SS received EU-Scientia postdoctoral Fellowship and project funding from the European Union's Horizon 2020 Research and Innovation program under the Marie Skłodowska-Curie Grant, (agreement No. 801133). LlCP and TR were supported by Helse Sør-Øst grants to Y.B (ID 2017079, ID 278908). MB received funding from grants from the DFG (German Research Foundation)-Projekt number 209933838-SFB 1052 (project B1) and by Deutsches Zentrum für Diabetesforschung (DZD, Grant: 82DZD00601).

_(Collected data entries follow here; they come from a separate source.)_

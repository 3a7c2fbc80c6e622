//! Fixed-capacity ring allocator of page-sized slots.
//!
//! The rewrite path loads pages into this buffer and frees them strictly
//! in allocation order once their records have been written back out, so a
//! ring over a flat allocation suffices.

use linea_common::constants::PAGE_SIZE;

/// A ring of page-sized memory slots, freed in FIFO order.
pub struct CircularPageBuffer {
    slots: Vec<Box<[u8]>>,
    head: usize,
    allocated: usize,
}

impl CircularPageBuffer {
    /// Creates a buffer with `capacity` page slots.
    #[must_use]
    pub fn new(capacity: usize) -> Self {
        assert!(capacity > 0);
        Self {
            slots: (0..capacity)
                .map(|_| vec![0u8; PAGE_SIZE].into_boxed_slice())
                .collect(),
            head: 0,
            allocated: 0,
        }
    }

    /// Allocates the next slot and returns its index, or `None` when the
    /// buffer is full.
    pub fn allocate(&mut self) -> Option<usize> {
        if self.allocated == self.slots.len() {
            return None;
        }
        let slot = (self.head + self.allocated) % self.slots.len();
        self.allocated += 1;
        Some(slot)
    }

    /// Frees the oldest outstanding slot.
    ///
    /// # Panics
    ///
    /// Panics if no slot is allocated.
    pub fn free(&mut self) {
        assert!(self.allocated > 0, "free on an empty ring");
        self.head = (self.head + 1) % self.slots.len();
        self.allocated -= 1;
    }

    /// Returns the number of unallocated slots.
    #[inline]
    #[must_use]
    pub fn num_free_pages(&self) -> usize {
        self.slots.len() - self.allocated
    }

    /// Returns the total slot capacity.
    #[inline]
    #[must_use]
    pub fn capacity(&self) -> usize {
        self.slots.len()
    }

    /// Returns the page bytes of `slot`.
    #[inline]
    #[must_use]
    pub fn page(&self, slot: usize) -> &[u8] {
        &self.slots[slot]
    }

    /// Returns the mutable page bytes of `slot`.
    #[inline]
    pub fn page_mut(&mut self, slot: usize) -> &mut [u8] {
        &mut self.slots[slot]
    }
}

#[cfg(test)]
mod tests {
    use super::*;

    #[test]
    fn test_allocate_until_full() {
        let mut buf = CircularPageBuffer::new(3);
        assert_eq!(buf.num_free_pages(), 3);
        assert_eq!(buf.allocate(), Some(0));
        assert_eq!(buf.allocate(), Some(1));
        assert_eq!(buf.allocate(), Some(2));
        assert_eq!(buf.num_free_pages(), 0);
        assert_eq!(buf.allocate(), None);
    }

    #[test]
    fn test_fifo_reuse() {
        let mut buf = CircularPageBuffer::new(2);
        assert_eq!(buf.allocate(), Some(0));
        assert_eq!(buf.allocate(), Some(1));
        // Freeing releases slot 0 first; the next allocation wraps to it.
        buf.free();
        assert_eq!(buf.num_free_pages(), 1);
        assert_eq!(buf.allocate(), Some(0));
        buf.free();
        assert_eq!(buf.allocate(), Some(1));
    }

    #[test]
    fn test_slot_contents_survive_other_allocations() {
        let mut buf = CircularPageBuffer::new(2);
        let a = buf.allocate().unwrap();
        buf.page_mut(a)[0] = 0xAA;
        let b = buf.allocate().unwrap();
        buf.page_mut(b)[0] = 0xBB;
        assert_eq!(buf.page(a)[0], 0xAA);
        assert_eq!(buf.page(b)[0], 0xBB);
    }

    #[test]
    #[should_panic(expected = "free on an empty ring")]
    fn test_free_empty_panics() {
        let mut buf = CircularPageBuffer::new(1);
        buf.free();
    }
}
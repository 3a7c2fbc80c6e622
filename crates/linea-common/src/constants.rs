//! System-wide constants for LineaDB.

// =============================================================================
// Page Constants
// =============================================================================

/// Size of an on-disk page in bytes (4 KB).
///
/// Every page in the store, including overflow pages and segment pages, uses
/// this size. It matches the typical SSD block size.
pub const PAGE_SIZE: usize = 4 * 1024;

// =============================================================================
// Segment Constants
// =============================================================================

/// The admissible segment sizes, in pages. Size class `i` holds segments of
/// `2^i` pages.
pub const SEGMENT_PAGE_COUNTS: [usize; 5] = [1, 2, 4, 8, 16];

/// The largest admissible segment size, in pages.
pub const MAX_SEGMENT_PAGE_COUNT: usize = 16;

/// Number of page slots in the sliding window used by segment rewrites.
///
/// Four times the maximum segment size: a 16-page segment can carry up to one
/// overflow per page, so the window spans two maximal segments plus their
/// overflows in the worst case.
pub const REWRITE_WINDOW_PAGES: usize = 4 * MAX_SEGMENT_PAGE_COUNT;

/// File name prefix for segment files. The full name is `<prefix><i>` where
/// `i` is the size class.
pub const SEGMENT_FILE_PREFIX: &str = "segments-";

/// Directory name for optional debug output.
pub const DEBUG_DIR_NAME: &str = "debug";

/// File name of the segment summary emitted when `write_debug_info` is set.
pub const SEGMENT_SUMMARY_CSV: &str = "segment_summary.csv";

// =============================================================================
// Write Buffer Constants
// =============================================================================

/// Default flush threshold for the in-memory write buffer (64 MB).
pub const DEFAULT_MEMTABLE_FLUSH_THRESHOLD: usize = 64 * 1024 * 1024;

// =============================================================================
// Reorganization Defaults
// =============================================================================

/// Default hard bound on the number of pages a chain reorganization may
/// produce.
pub const DEFAULT_MAX_REORG_FANOUT: usize = 16;

/// Default target fill percentage for pages produced by a chain
/// reorganization.
pub const DEFAULT_PAGE_FILL_PCT: u32 = 50;

/// Default chain length at which the flush worker schedules a
/// reorganization.
pub const DEFAULT_REORG_LENGTH: usize = 5;

/// Default per-page record goal for the segment builder.
pub const DEFAULT_RECORDS_PER_PAGE_GOAL: usize = 44;

/// Default tolerated deviation from the per-page record goal.
pub const DEFAULT_RECORDS_PER_PAGE_DELTA: usize = 5;
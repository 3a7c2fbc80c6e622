//! In-order iteration over a page's records.

use super::Page;

/// Iterates a page's records in ascending key order.
///
/// Construct through [`Page::iter`]; the iterator is positioned at the
/// first record. `key()` materializes the full key (shared prefix plus
/// stored suffix); `value()` borrows the page buffer directly.
pub struct PageIter<'a> {
    page: Page<'a>,
    prefix: &'a [u8],
    idx: usize,
}

impl<'a> PageIter<'a> {
    pub(crate) fn new(page: Page<'a>) -> Self {
        let prefix = if page.is_initialized() {
            page.key_prefix()
        } else {
            &[]
        };
        Self {
            page,
            prefix,
            idx: 0,
        }
    }

    /// Returns true if the iterator points at a record.
    #[inline]
    pub fn valid(&self) -> bool {
        self.idx < self.page.record_count()
    }

    /// Returns the full key at the current position.
    ///
    /// # Panics
    ///
    /// Panics if the iterator is not valid.
    pub fn key(&self) -> Vec<u8> {
        assert!(self.valid());
        let suffix = self.page.entry_suffix(self.idx);
        let mut key = Vec::with_capacity(self.prefix.len() + suffix.len());
        key.extend_from_slice(self.prefix);
        key.extend_from_slice(suffix);
        key
    }

    /// Returns the value at the current position.
    ///
    /// # Panics
    ///
    /// Panics if the iterator is not valid.
    #[inline]
    pub fn value(&self) -> &'a [u8] {
        assert!(self.valid());
        self.page.entry_value(self.idx)
    }

    /// Advances to the next record.
    #[inline]
    pub fn next(&mut self) {
        if self.valid() {
            self.idx += 1;
        }
    }

    /// Positions at the first record.
    #[inline]
    pub fn seek_to_first(&mut self) {
        self.idx = 0;
    }

    /// Positions at the last record. The iterator is invalid afterwards if
    /// the page is empty.
    #[inline]
    pub fn seek_to_last(&mut self) {
        self.idx = self.page.record_count().saturating_sub(1);
    }

    /// Positions at the first record with key >= `target`.
    pub fn seek(&mut self, target: &[u8]) {
        self.idx = match self.page.find_slot(target) {
            Ok(slot) | Err(slot) => slot,
        };
    }

    /// Returns the number of records at or after the current position.
    #[inline]
    pub fn remaining(&self) -> usize {
        self.page.record_count().saturating_sub(self.idx)
    }
}
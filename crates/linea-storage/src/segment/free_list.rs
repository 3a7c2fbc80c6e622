//! Free list of invalidated segments, pooled by page count.

use parking_lot::Mutex;
use std::collections::HashMap;

use linea_common::SegmentId;

/// Pools reusable segment slots per size class.
///
/// Segments invalidated by a rewrite land here; later writes of the same
/// size class reuse the slot instead of growing the segment file.
#[derive(Debug, Default)]
pub struct FreeList {
    pools: Mutex<HashMap<usize, Vec<SegmentId>>>,
}

impl FreeList {
    /// Creates an empty free list.
    #[must_use]
    pub fn new() -> Self {
        Self::default()
    }

    /// Adds an invalidated segment to the pool of its size class.
    pub fn add(&self, id: SegmentId) {
        self.pools.lock().entry(id.page_count()).or_default().push(id);
    }

    /// Takes a reusable segment of exactly `page_count` pages, if one
    /// exists.
    pub fn get(&self, page_count: usize) -> Option<SegmentId> {
        self.pools.lock().get_mut(&page_count)?.pop()
    }

    /// Returns true if `id` is currently pooled.
    #[must_use]
    pub fn contains(&self, id: SegmentId) -> bool {
        self.pools
            .lock()
            .get(&id.page_count())
            .is_some_and(|pool| pool.contains(&id))
    }

    /// Returns the total number of pooled segments.
    #[must_use]
    pub fn len(&self) -> usize {
        self.pools.lock().values().map(Vec::len).sum()
    }

    /// Returns true if no segments are pooled.
    #[must_use]
    pub fn is_empty(&self) -> bool {
        self.len() == 0
    }
}
//! The linear model that governs page placement within a segment.
//!
//! A [`Line`] maps a key's offset from its segment's base key to a fractional
//! page position; [`page_for_key`] turns that position into a page index.
//! The mapping is approximate by design - pages that overflow are chained
//! and later rewritten.

use serde::{Deserialize, Serialize};

use crate::types::Key;

/// An affine function `y = slope * x + intercept`.
#[derive(Debug, Clone, Copy, PartialEq, Serialize, Deserialize)]
pub struct Line {
    slope: f64,
    intercept: f64,
}

impl Line {
    /// Serialized size in bytes (two little-endian f64 values).
    pub const ENCODED_SIZE: usize = 16;

    /// Creates a new line.
    #[inline]
    #[must_use]
    pub const fn new(slope: f64, intercept: f64) -> Self {
        Self { slope, intercept }
    }

    /// Returns the slope.
    #[inline]
    #[must_use]
    pub const fn slope(&self) -> f64 {
        self.slope
    }

    /// Returns the intercept.
    #[inline]
    #[must_use]
    pub const fn intercept(&self) -> f64 {
        self.intercept
    }

    /// Evaluates the line at `x`.
    #[inline]
    #[must_use]
    pub fn apply(&self, x: f64) -> f64 {
        self.slope * x + self.intercept
    }

    /// Returns the inverse line, mapping outputs back to inputs.
    ///
    /// The result of applying the inverse must never be trusted directly in
    /// the key domain; float error can move it across a page boundary. Use
    /// it to bracket an integer search instead (see
    /// `segment::page_lower_boundaries`).
    #[must_use]
    pub fn invert(&self) -> Self {
        Self {
            slope: 1.0 / self.slope,
            intercept: -self.intercept / self.slope,
        }
    }

    /// Serializes the line into a 16-byte buffer.
    pub fn encode(&self, buf: &mut [u8]) {
        buf[..8].copy_from_slice(&self.slope.to_le_bytes());
        buf[8..16].copy_from_slice(&self.intercept.to_le_bytes());
    }

    /// Deserializes a line from a 16-byte buffer.
    #[must_use]
    pub fn decode(buf: &[u8]) -> Self {
        Self {
            slope: f64::from_le_bytes(buf[..8].try_into().unwrap()),
            intercept: f64::from_le_bytes(buf[8..16].try_into().unwrap()),
        }
    }
}

/// Maps a key to a page index within a segment of `page_count` pages.
///
/// The model's raw output is truncated and clamped into `[0, page_count)`,
/// so every key in the segment's range resolves to a valid page.
#[must_use]
pub fn page_for_key(base: Key, model: &Line, page_count: usize, key: Key) -> usize {
    debug_assert!(key >= base);
    let position = model.apply((key - base) as f64);
    if position <= 0.0 {
        return 0;
    }
    (position as usize).min(page_count - 1)
}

肥胖是一项全球性的健康挑战,脂肪组织呈现出不同的部位特异性特征,对代谢合并症风险产生不同影响。
在此,我们整合来自个体内配对的人类皮下脂肪组织(SAT)和网膜内脏脂肪组织(OVAT)样本的染色质可及性(ATAC-seq)和基因表达(RNA-seq)数据,以揭示部位特异性调控机制。
我们发现,与SAT相比,OVAT中部位特异性差异可及区域(DAR)的数量是其两倍。SAT特异性区域显示出涉及控制细胞外基质组织和代谢过程的基因的脂肪组织增强子富集。相比之下,OVAT特异性区域在与心肌病相关基因的启动子中显示出富集。此外,OVAT特异性区域在二价转录起始位点和抑制性染色质状态方面富集,表明存在一种“持续的”调控状态。基序分析确定CTCF和BACH1分别是SAT和OVAT特异性DAR中最显著富集的基序。不同的基因集与肥胖的重要临床变量、脂肪分布指标以及胰岛素、葡萄糖和脂质代谢相关。
我们对配对的人类SAT和OVAT样本中的染色质可及性和转录谱进行了综合分析,为脂肪组织的调控格局提供了新见解,并突出了肥胖发病机制中的部位特异性机制。
SS获得了欧盟-科学博士后奖学金以及欧盟“地平线2020”研究与创新计划下玛丽·居里奖学金的项目资金(协议编号801133)。LlCP和TR得到了南奥斯特医疗信托基金授予Y.B的资助(ID 2017079,ID 278908)。MB获得了德国研究基金会(DFG)-项目编号209933838-SFB 1052(项目B1)以及德国糖尿病研究中心(DZD,资助编号:82DZD00601)的资助。